John Mussington, of the Barbuda Land Rights and Resources Committee, visited Rio de Janeiro in April 2026 for the 2026 Global Community Land Trust Peer Exchange, organised by Brazil’s Favela Community Land Trust Project and invited by Minnesota’s Rondo Community Land Trust and the International Center for Community Land Trusts, with support from the Robert Wood Johnson Foundation. The week-long event brought together community leaders from across the globe to exchange ideas on collective land stewardship and strategies for confronting real estate speculation and displacement.
A marine biologist by training, Mussington became an activist through conducting environmental impact assessments across Antigua and Barbuda, where he witnessed the environmental destruction tied to tourism and luxury development projects. Since Hurricane Irma hit Barbuda in 2017, he has spoken widely against efforts to privatize Barbudan land and transform the island into a luxury real estate market.
“We Belong to the Land”
At the heart of Mussington’s message is a philosophy that stands in direct opposition to the Western real estate model. He explained that as a Barbudan, once a person reaches 18, land is available by right — for residential, agricultural, and commercial purposes — without the need of a bank or mortgage. Agricultural land, once no longer in use, returns to the communal pool.

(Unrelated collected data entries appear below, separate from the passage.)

//! Server configuration, API descriptors and request contexts

pub mod api;
pub mod config;
pub mod context;

pub use api::{default_server_apis, get_server_apis, Api, ApiError, ApiResult, ApiRoute, HttpMethod};
pub use config::{
    DataStoreConfig, DatasetConfig, ServerConfig, ServiceProviderConfig, StacCollectionConfig,
    StacConfig, StyleConfig,
};
pub use context::{DatasetsContext, ServerContext};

“With our African ancestry, like many Indigenous peoples, we did not have this concept that you own land as a commodity to buy and sell. The concept that we have is that we are part of the land. We use the land to sustain ourselves. We belong to the land. The land belongs to us,” Mussington said.

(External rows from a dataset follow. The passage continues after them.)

impl Variable {
    /// Create a `float64` variable, one dimension name per array axis
    pub fn new<S: Into<String>>(dims: Vec<S>, data: ArrayD<f64>) -> Result<Self> {
        let dims: Vec<String> = dims.into_iter().map(Into::into).collect();
        if dims.len() != data.ndim() {
            return Err(XcubeError::InvalidDimensions(format!(
                "{} dimension names given for an array of {} dimensions",
                dims.len(),
                data.ndim()
            )));
        }
        Ok(Self {
            dims,
            data,
            dtype: DataType::F64,
            attrs: Map::new(),
            fill_value: None,
            chunks: None,
        })
    }

    /// Create a 1-D variable from values
    pub fn from_vec(dim: impl Into<String>, values: Vec<f64>) -> Self {
        let len = values.len();
        Self {
            dims: vec![dim.into()],
            data: ArrayD::from_shape_vec(IxDyn(&[len]), values)
                .unwrap_or_else(|_| ArrayD::zeros(IxDyn(&[0]))),
            dtype: DataType::F64,
            attrs: Map::new(),
            fill_value: None,
            chunks: None,
        }
    }

    pub fn with_dtype(mut self, dtype: DataType) -> Self {
        self.dtype = dtype;
        self
    }

    pub fn with_attr(mut self, key: impl Into<String>, value: impl Into<Value>) -> Self {
        self.attrs.insert(key.into(), value.into());
        self
    }

    pub fn with_fill_value(mut self, fill_value: f64) -> Self {
        self.fill_value = Some(fill_value);
        self
    }

    pub fn with_chunks(mut self, chunks: Vec<usize>) -> Self {
        self.chunks = Some(chunks);
        self
    }

    pub fn shape(&self) -> &[usize] {
        self.data.shape()
    }

    pub fn ndim(&self) -> usize {
        self.dims.len()
    }

    pub fn axis_of(&self, dim: &str) -> Option<usize> {
        self.dims.iter().position(|d| d == dim)
    }

    pub fn attr_str(&self, key: &str) -> Option<&str> {
        self.attrs.get(key).and_then(Value::as_str)
    }

    /// Values of a 1-D variable
    pub fn values_1d(&self) -> Result<Vec<f64>> {
        if self.ndim() != 1 {
            return Err(XcubeError::InvalidDimensions(format!(
                "expected a 1-D variable, got dimensions {:?}",
                self.dims
            )));
        }
        Ok(self.data.iter().copied().collect())
    }

    /// Slice the variable along the given dimensions
    fn slice_dims(&self, slices: &HashMap<&str, Slice>) -> Variable {
        let data = self
            .data
            .slice_each_axis(|ax| {
                slices
                    .get(self.dims[ax.axis.index()].as_str())
                    .copied()
                    .unwrap_or_else(|| Slice::from(..))
            })
            .to_owned();
        Variable {
            data,
            chunks: None,
            ..self.clone()
        }
    }
}

/// A set of variables sharing named dimensions
#[derive(Debug, Clone, Default, PartialEq)]
pub struct Dataset {
    pub dims: IndexMap<String, usize>,
    pub coords: IndexMap<String, Variable>,
    pub data_vars: IndexMap<String, Variable>,
    pub attrs: Map<String, Value>,
}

He drew parallels between Barbuda’s land system and those practiced by Indigenous and maroon communities across the region, noting that the Kalinago in Dominica, the Maroons in Jamaica, and the Saramaka people in Suriname all share similar traditions of collective stewardship.
Disaster Capitalism After Irma
Mussington described what unfolded after Hurricane Irma devastated Barbuda in 2017 as disaster capitalism in action. Barbudans were evacuated from the island and while they were away, the central government in Antigua began publicly dismissing communal land ownership. The disaster provided an opportunity to repeal the Barbuda Land Act and embark on a process of redeveloping Barbuda into a private island serving primarily the wealthy. Prime Minister Gaston Browne publicly admitted plans to create a luxury real estate market, saying Barbuda would become “a Jumby Bay on steroids.”
Mussington argued that Barbuda’s communal system was precisely what allowed the island to survive the hurricane with only one casualty. Houses were strongly built because resources went into superior building materials rather than mortgage payments. Mangroves, beaches, and coral reefs remained intact and healthy because they were collectively owned, creating natural protection systems that absorbed the storm’s impact.